Originally from Islandmagee in Co. Antrim, Henshaw practised in Belfast at Queen Street Studios artists collective for just under a decade before moving to Fermanagh where she has been based for 17 years. Over the past two decades, Henshaw has exhibited throughout the world in locations in Europe, North America, Asia and Indonesia. She has held numerous international artist residencies in Antwerp, New York, Kerala, New Dehli and Orissa, South India, and has been artist-in-residence in Ireland at the Tyrone Guthrie Centre at Annaghmakerrig, Monaghan, Ballinglen Arts Foundation, Mayo, and The Model in Sligo.
In 1821 Constable began to make studies of clouds in an attempt to capture their transient energy. The motivation was explained by Constable when he wrote to his friend Dr.
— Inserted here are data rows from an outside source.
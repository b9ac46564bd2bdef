//! Parsing of engine responses into typed results.
//!
//! Search responses are decoded with the originating request at hand, so each
//! aggregation result is read according to the kind that was requested instead
//! of being guessed from the response shape.

use std::collections::HashMap;

use item_search_shared::{
    Aggregation, AggregationResult, ItemDocument, MetricAggregationResult, ResultPage,
    SearchRequest, TermsAggregation, TermsAggregationResult, TermsBucket,
};
use serde::Deserialize;
use serde_json::Value;

use crate::errors::SearchIndexError;
use crate::types::{BatchOperationResult, BatchOperationSummary};
use crate::utils;

/// Parse a `_search` response body into a result page.
pub fn parse_search_response(
    body: &Value,
    request: &SearchRequest,
) -> Result<ResultPage, SearchIndexError> {
    let hits = body
        .get("hits")
        .ok_or_else(|| SearchIndexError::parse("Search response has no hits section"))?;

    let total = parse_total(&hits["total"])?;

    let content = if request.fetch_source {
        hits["hits"]
            .as_array()
            .map(|arr| arr.iter().map(parse_hit).collect::<Result<Vec<_>, _>>())
            .transpose()?
            .unwrap_or_default()
    } else {
        Vec::new()
    };

    let mut aggregations = HashMap::with_capacity(request.aggregations.len());
    for aggregation in &request.aggregations {
        let name = aggregation.name();
        let raw = body
            .get("aggregations")
            .and_then(|aggs| aggs.get(name))
            .ok_or_else(|| {
                SearchIndexError::parse(format!("Aggregation '{}' missing from response", name))
            })?;
        let result = match aggregation {
            Aggregation::Terms(terms) => AggregationResult::Terms(parse_terms(raw, terms)?),
            Aggregation::Metric(_) => AggregationResult::Metric(parse_metric(raw)),
        };
        aggregations.insert(name.to_string(), result);
    }

    let mut page = ResultPage::new(content, total, request.page.number, request.page.size)
        .with_aggregations(aggregations);
    page.took_ms = body["took"].as_u64().unwrap_or(0);

    // Sorted hits carry their sort values, with or without `_source`.
    let last_sort = hits["hits"]
        .as_array()
        .and_then(|arr| arr.last())
        .and_then(|hit| hit["sort"].as_array());
    if let Some(sort) = last_sort {
        page = page.with_last_sort_values(sort.clone());
    }
    Ok(page)
}

/// `hits.total` is an object (`{"value": n, "relation": "eq"}`) on Elasticsearch 7+
/// and OpenSearch, and a bare number on older engines.
fn parse_total(total: &Value) -> Result<u64, SearchIndexError> {
    total
        .as_u64()
        .or_else(|| total["value"].as_u64())
        .ok_or_else(|| SearchIndexError::parse(format!("Unexpected hits.total: {}", total)))
}

fn parse_hit(hit: &Value) -> Result<ItemDocument, SearchIndexError> {
    let source = hit.get("_source").ok_or_else(|| {
        SearchIndexError::parse(format!(
            "Hit {} has no _source",
            hit["_id"].as_str().unwrap_or("<unknown>")
        ))
    })?;
    serde_json::from_value(source.clone()).map_err(|e| SearchIndexError::parse(e.to_string()))
}

/// Parse a `get` response `_source` into a document.
pub fn parse_source(body: &Value) -> Result<Option<ItemDocument>, SearchIndexError> {
    if !body["found"].as_bool().unwrap_or(false) {
        return Ok(None);
    }
    parse_hit(body).map(Some)
}

fn parse_terms(
    raw: &Value,
    terms: &TermsAggregation,
) -> Result<TermsAggregationResult, SearchIndexError> {
    let buckets = raw["buckets"].as_array().ok_or_else(|| {
        SearchIndexError::parse(format!("Terms aggregation '{}' has no buckets", terms.name))
    })?;

    let buckets = buckets
        .iter()
        .map(|bucket| -> Result<TermsBucket, SearchIndexError> {
            let key = bucket_key(bucket);
            let mut sub_aggregations = HashMap::new();
            if let Some(sub) = &terms.sub_aggregation {
                let raw = bucket.get(sub.name.as_str()).ok_or_else(|| {
                    SearchIndexError::parse(format!(
                        "Aggregation '{}' missing from bucket '{}' of '{}'",
                        sub.name, key, terms.name
                    ))
                })?;
                sub_aggregations
                    .insert(sub.name.clone(), AggregationResult::Metric(parse_metric(raw)));
            }
            Ok(TermsBucket {
                key,
                doc_count: bucket["doc_count"].as_u64().unwrap_or(0),
                sub_aggregations,
            })
        })
        .collect::<Result<Vec<_>, _>>()?;

    Ok(TermsAggregationResult { buckets })
}

/// Keyword buckets carry a string key; numeric buckets carry a number plus an
/// optional `key_as_string`.
fn bucket_key(bucket: &Value) -> String {
    if let Some(key) = bucket["key_as_string"].as_str() {
        return key.to_string();
    }
    match &bucket["key"] {
        Value::String(s) => s.clone(),
        other => other.to_string(),
    }
}

fn parse_metric(raw: &Value) -> MetricAggregationResult {
    MetricAggregationResult {
        value: raw["value"].as_f64(),
    }
}

#[derive(Debug, Deserialize)]
struct BulkResponse {
    #[serde(default)]
    items: Vec<HashMap<String, BulkItemStatus>>,
}

#[derive(Debug, Deserialize)]
struct BulkItemStatus {
    #[serde(rename = "_id")]
    id: Option<String>,
    status: u16,
    error: Option<Value>,
}

/// Parse a `_bulk` response into a per-document summary.
///
/// Items are reported in request order. Documents with no matching item are
/// counted as failed.
pub fn parse_bulk_response(
    body: &Value,
    documents: &[ItemDocument],
) -> Result<BatchOperationSummary, SearchIndexError> {
    let response: BulkResponse = serde_json::from_value(body.clone())
        .map_err(|e| SearchIndexError::parse(format!("Invalid bulk response: {}", e)))?;

    let mut items = response.items.into_iter();
    let results = documents
        .iter()
        .map(|doc| {
            let expected_id = doc.document_id();
            let status = items.next().and_then(|item| item.into_values().next());
            match status {
                Some(status) if (200..300).contains(&status.status) && status.error.is_none() => {
                    BatchOperationResult {
                        id: status.id.unwrap_or(expected_id),
                        success: true,
                        error: None,
                    }
                }
                Some(status) => {
                    let reason = status
                        .error
                        .as_ref()
                        .map(utils::error_reason)
                        .unwrap_or_else(|| format!("status {}", status.status));
                    BatchOperationResult {
                        id: status.id.unwrap_or(expected_id),
                        success: false,
                        error: Some(SearchIndexError::index(reason)),
                    }
                }
                None => BatchOperationResult {
                    id: expected_id,
                    success: false,
                    error: Some(SearchIndexError::index("No result reported for document")),
                },
            }
        })
        .collect();

    Ok(BatchOperationSummary::from_results(results))
}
Fisher. ‘It will be difficult to name a class of landscape in which the sky is not the key note, the standard of scale and the chief organ of sentiment.’
Constable was not alone, Titian, Turner among many others looked to the sky to express in the poetic sense a mood and Dutch Masters of the Golden Age often divided the canvas in half to give equal empahsis to nature and man.
Clouds by Diane Henshaw follow in the wake of this historical precedent. Her work forms part of a new study that draws inspiration from the Great Masters as well as Japanese painting techniques.